A craniotomy was performed to remove the largest of her brain mets. After recovering, she enrolled in a second clinical trial testing the effectiveness of anti-PD-1 inhibitor, pembrolizumab (Keytruda®).
At the time, researchers didn’t yet know that immunotherapies could cross the blood brain barrier. So when Minerva’s scans showed significant growth in her brain, they scheduled a second craniotomy.
“During the surgery, they realized that the symptoms I was experiencing were actually being caused by the Keytruda,” says Minerva. As the drug spurred her immune system to attack the cancer, it was also causing swelling. And the swelling was causing her symptoms. “It was actually reassuring that this was working. I even made it into some medical journals.”
Minerva continued on pembrolizumab for years and it wasn’t until 2019 that her melanoma started to show signs that it was developing resistance to the treatment.
She enrolled into a third clinical trial, this time trying a new approach called Tumor Infiltrating Lymphocytes or TIL Therapy.
TILs, or tumor-infiltrating lymphocytes, are the white blood cells that have successfully fought their way into the tumor. One theory is that these TILs are insufficient in number and/or otherwise incapable of fully reacting to the tumor as a foreign invader to be killed. TIL therapy works by harvesting TILs from a patient’s tumor, expanding their numbers greatly in a lab, and then administering these lab-grown TILs back into the patient’s body. These infused cells, already primed to successfully swarm the cancer, are then further activated with high-dose interleukin-2 (IL-2).

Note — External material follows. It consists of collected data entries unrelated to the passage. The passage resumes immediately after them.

//! Resolution of foreign fields while rows are mapped.
//!
//! A foreign column holds the id of a row in another table. Depending on the field
//! configuration and on how deep the current call chain already is, the id becomes either a
//! shell record carrying only the id, or the fully fetched row. Depth is tracked by a
//! [`ResolveContext`] that is created per top-level operation and handed down the call chain,
//! so concurrent operations never share counters.

use std::sync::Arc;

use crate::error::Result;
use crate::executor::Database;
use crate::field::FieldDescriptor;
use crate::value::{Record, Value};

/// Bounded recursion counter.
///
/// The bound is taken from the field that starts the chain: entering at depth zero records
/// its maximum, and deeper fields are measured against that first maximum.
#[derive(Debug, Clone, Copy, Default, PartialEq, Eq)]
pub struct LevelCounter {
    level: u32,
    max: u32,
}

impl LevelCounter {
    /// Current depth.
    #[must_use]
    pub const fn level(&self) -> u32 {
        self.level
    }

    /// Tries to go one level deeper. `start` says whether the field may begin a new chain
    /// when none is active. Returns `false` when the caller must degrade instead.
    pub const fn try_enter(&mut self, start: bool, max: u32) -> bool {
        if self.level == 0 {
            if !start {
                return false;
            }
            self.max = max;
        }
        if self.level >= self.max {
            return false;
        }
        self.level += 1;
        true
    }

    /// Leaves a level entered with [`LevelCounter::try_enter`].
    pub const fn exit(&mut self) {
        self.level = self.level.saturating_sub(1);
    }
}

/// Depth counters of one logical operation.
#[derive(Debug, Clone, Copy, Default)]
pub struct ResolveContext {
    /// Nested auto-refresh fetches.
    pub auto_refresh: LevelCounter,
    /// Nested eager collection loads.
    pub collections: LevelCounter,
}

impl ResolveContext {
    /// Fresh counters for a new top-level operation.
    #[must_use]
    pub fn new() -> Self {
        Self::default()
    }
}

/// The row that owns a collection being loaded, assigned to back references instead of being
/// fetched again.
#[derive(Debug, Clone)]
pub(crate) struct ParentInfo {
    pub(crate) record: Record,
    pub(crate) id: Value,
}

impl ParentInfo {
    pub(crate) fn matches(&self, field: &FieldDescriptor, id: &Value) -> bool {
        field.foreign_ref().is_some_and(|r| r.table == self.record.table()) && *id == self.id
    }
}

/// Turns the id read from a foreign column into the value assigned to the field.
///
/// `current` is the value the field already holds, as on refresh: when it refers to the same
/// id it is kept so previously hydrated data is not lost.
pub(crate) fn resolve(
    db: &Database, ctx: &mut ResolveContext, field: &Arc<FieldDescriptor>, id: Value, current: Option<&Value>,
) -> Result<Value> {
    let Some(foreign) = field.foreign_ref() else {
        return Ok(id);
    };
    if id.is_null() {
        return Ok(Value::Null);
    }
    if let Some(current) = current
        && current.as_object().is_some()
        && field.foreign_id_of(current) == id
    {
        return Ok(current.clone());
    }
    if let Some(cached) = db.object_cache().and_then(|cache| cache.get(&foreign.table, &id)) {
        return Ok(Value::from(cached));
    }

    if !ctx.auto_refresh.try_enter(field.is_foreign_auto_refresh(), field.max_foreign_auto_refresh_level()) {
        return Ok(shell(&foreign.table, &foreign.field, id));
    }
    tracing::trace!(
        field = %field,
        level = ctx.auto_refresh.level(),
        %id,
        "auto-refreshing foreign field"
    );
    let fetched = db.query_for_field_eq(&foreign.table, &foreign.field, &id, ctx);
    ctx.auto_refresh.exit();
    Ok(fetched?.map_or(Value::Null, Value::from))
}

/// A record of `table` with only its id set.
pub(crate) fn shell(table: &str, id_field: &str, id: Value) -> Value {
    Value::from(Record::new(table).with(id_field, id))
}

#[cfg(test)]
mod tests {
    use super::*;

    #[test]
    fn chain_needs_a_starter() {
        let mut counter = LevelCounter::default();
        assert!(!counter.try_enter(false, 2));
        assert_eq!(counter.level(), 0);

        assert!(counter.try_enter(true, 2));
        // deeper fields continue the chain even without the flag
        assert!(counter.try_enter(false, 5));
        assert!(!counter.try_enter(true, 5));
        assert_eq!(counter.level(), 2);

        counter.exit();
        counter.exit();
        counter.exit();
        assert_eq!(counter.level(), 0);
    }

    #[test]
    fn zero_bound_never_enters() {
        let mut counter = LevelCounter::default();
        assert!(!counter.try_enter(true, 0));
        assert_eq!(counter.level(), 0);
    }

    #[test]
    fn shell_has_only_id() {
        let value = shell("account", "id", Value::Long(4));
        let record = value.as_object().unwrap();
        assert_eq!(record.table(), "account");
        assert_eq!(record.values().count(), 1);
        assert_eq!(record.get("id"), &Value::Long(4));
    }
}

Minerva spent the first 18 days of August in the hospital receiving the treatment. Now, while being closely monitored, she waits to see if she’ll respond.
“If nothing else, melanoma has taught me patience. At first, I hoped biochemotherapy was going to be my cure. Then – I hoped for Yervoy, then Keytruda. With each new treatment I hope for a cure – but it hasn’t come yet.”
While Minerva hasn’t yet been cured from her melanoma – she has lived for 10 years with it. Her children are now 15 and 10 – and she’s been able see them grow up.
“I never could have imagined it,” says Minerva. “I’m in this for the long haul.”